Young undocumented immigrants eligible for DACA were those who:

(1) were under the age of 31 as of June 15, 2012;

(2) came to the United States before reaching the age of 16;

(3) maintained continuous residence in the country since June 15, 2007;

(4) were physically present in the country on June 15, 2012 and at the time of making a request for consideration of deferred status;

(5) were currently in school, graduated or obtained a certificate of completion from high school, obtained a GED certificate, or were an honorably discharged veteran of the Coast Guard or Armed Forces; and

(6) had not been convicted of a felony, significant misdemeanor or three or more other misdemeanors, and did not pose a threat to national security or public safety.

Individuals who qualified for DACA were given a renewable 2-year temporary employment authorization card (EAD) and “deferred status” to shield them from deportation. It is estimated that more than 750,000 undocumented immigrants have received relief from deportation through this program.
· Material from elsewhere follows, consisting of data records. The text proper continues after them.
//! WebSocket Handler
//!
//! Handles WebSocket upgrade requests and manages the connection lifecycle.
//! Each connection owns one session; it is opened on connect and closed on
//! disconnect. Messages are processed one at a time, in arrival order.

use axum::{
    extract::{
        ws::{Message, WebSocket, WebSocketUpgrade},
        State,
    },
    response::Response,
};
use futures_util::{
    stream::{SplitSink, StreamExt},
    SinkExt,
};
use std::sync::Arc;
use uuid::Uuid;

use super::messages::{ClientMessage, ServerMessage};
use crate::api::AppState;
use crate::session::SessionHandle;

type Sender = SplitSink<WebSocket, Message>;

/// WebSocket upgrade handler
///
/// This is the entry point for WebSocket connections.
/// It upgrades the HTTP connection to WebSocket and starts message handling.
pub async fn websocket_handler(
    ws: WebSocketUpgrade,
    State(state): State<Arc<AppState>>,
) -> Response {
    ws.on_upgrade(move |socket| handle_socket(socket, state))
}

/// Handle an established WebSocket connection
async fn handle_socket(socket: WebSocket, state: Arc<AppState>) {
    let (mut sender, mut receiver) = socket.split();

    let handle = match state.sessions.create_for_connection().await {
        Ok(handle) => handle,
        Err(e) => {
            tracing::error!(error = %e, "Failed to open WebSocket session");
            // Send error message before closing
            let _ = send(&mut sender, &ServerMessage::Error {
                message: e.to_string(),
            })
            .await;
            return;
        }
    };

    let (session_id, view) = {
        let session = handle.lock().await;
        (session.id, state.dashboard.view(&session.state))
    };
    tracing::info!(session_id = %session_id, "WebSocket connected");

    if send(&mut sender, &ServerMessage::Connected { session_id, view })
        .await
        .is_ok()
    {
        while let Some(result) = receiver.next().await {
            match result {
                Ok(msg) => {
                    let reply = match handle_ws_message(&state, &handle, session_id, msg).await {
                        Reply::Send(reply) => reply,
                        Reply::None => continue,
                        Reply::Close => break,
                    };
                    if send(&mut sender, &reply).await.is_err() {
                        tracing::debug!(
                            session_id = %session_id,
                            "WebSocket send failed, closing connection"
                        );
                        break;
                    }
                }
                Err(e) => {
                    tracing::debug!(
                        session_id = %session_id,
                        error = %e,
                        "WebSocket receive error"
                    );
                    break;
                }
            }
        }
    } else {
        tracing::error!(session_id = %session_id, "Failed to send connected message");
    }

    // Cleanup: the session lives only as long as the connection
    state.sessions.remove(session_id).await;
    tracing::info!(session_id = %session_id, "WebSocket disconnected");
}

enum Reply {
    Send(ServerMessage),
    None,
    Close,
}

async fn send(sender: &mut Sender, message: &ServerMessage) -> Result<(), axum::Error> {
    match serde_json::to_string(message) {
        Ok(text) => sender.send(Message::Text(text)).await,
        Err(e) => {
            tracing::error!(error = %e, "Failed to serialize message");
            Ok(())
        }
    }
}

/// Handle a received WebSocket message
async fn handle_ws_message(
    state: &AppState,
    handle: &SessionHandle,
    session_id: Uuid,
    message: Message,
) -> Reply {
    match message {
        Message::Text(text) => match serde_json::from_str::<ClientMessage>(&text) {
            Ok(client_msg) => Reply::Send(handle_client_message(state, handle, client_msg).await),
            Err(e) => {
                tracing::debug!(
                    session_id = %session_id,
                    error = %e,
                    text = %text,
                    "Invalid client message"
                );
                // Send error but keep connection open
                Reply::Send(ServerMessage::Error {
                    message: format!("Invalid message format: {}", e),
                })
            }
        },
        Message::Binary(_) => Reply::Send(ServerMessage::Error {
            message: "Binary messages not supported".to_string(),
        }),
        // Axum answers pings itself; they still count as activity
        Message::Ping(_) | Message::Pong(_) => {
            handle.lock().await.touch();
            Reply::None
        }
        Message::Close(_) => {
            tracing::debug!(session_id = %session_id, "Client requested close");
            Reply::Close
        }
    }
}

/// Handle a parsed client message
async fn handle_client_message(
    state: &AppState,
    handle: &SessionHandle,
    message: ClientMessage,
) -> ServerMessage {
    let mut session = handle.lock().await;
    session.touch();

    match message {
        ClientMessage::Event { event } => {
            let update = state.dashboard.apply(&mut session.state, event);
            ServerMessage::Update { update }
        }
        ClientMessage::GetView => ServerMessage::View {
            view: state.dashboard.view(&session.state),
        },
        ClientMessage::Ping => ServerMessage::Pong,
    }
}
A senior administration official has reported to Fox News as of today, August 31, 2017, that the President is expected to announce the end of the program, despite challenges from the GOP to keep the program intact. The official stated that although Trump will announce the end of the program, he will allow current DACA holders to remain in the program, and have lawful status in the United States until their employment authorization cards run their course. This means that the DACA program will not end abruptly, rather the program will be phased out, and immigrants will no longer have the option of renewing their benefits once they have expired. In recent years the number of DACA applicants has dwindled. According to USCIS statistics, in fiscal year 2016, 40,378 initial DACA applications were approved, while 83,788 renewal applications were approved that same year. This is in stark contrast to the 472,131 applications approved in 2013.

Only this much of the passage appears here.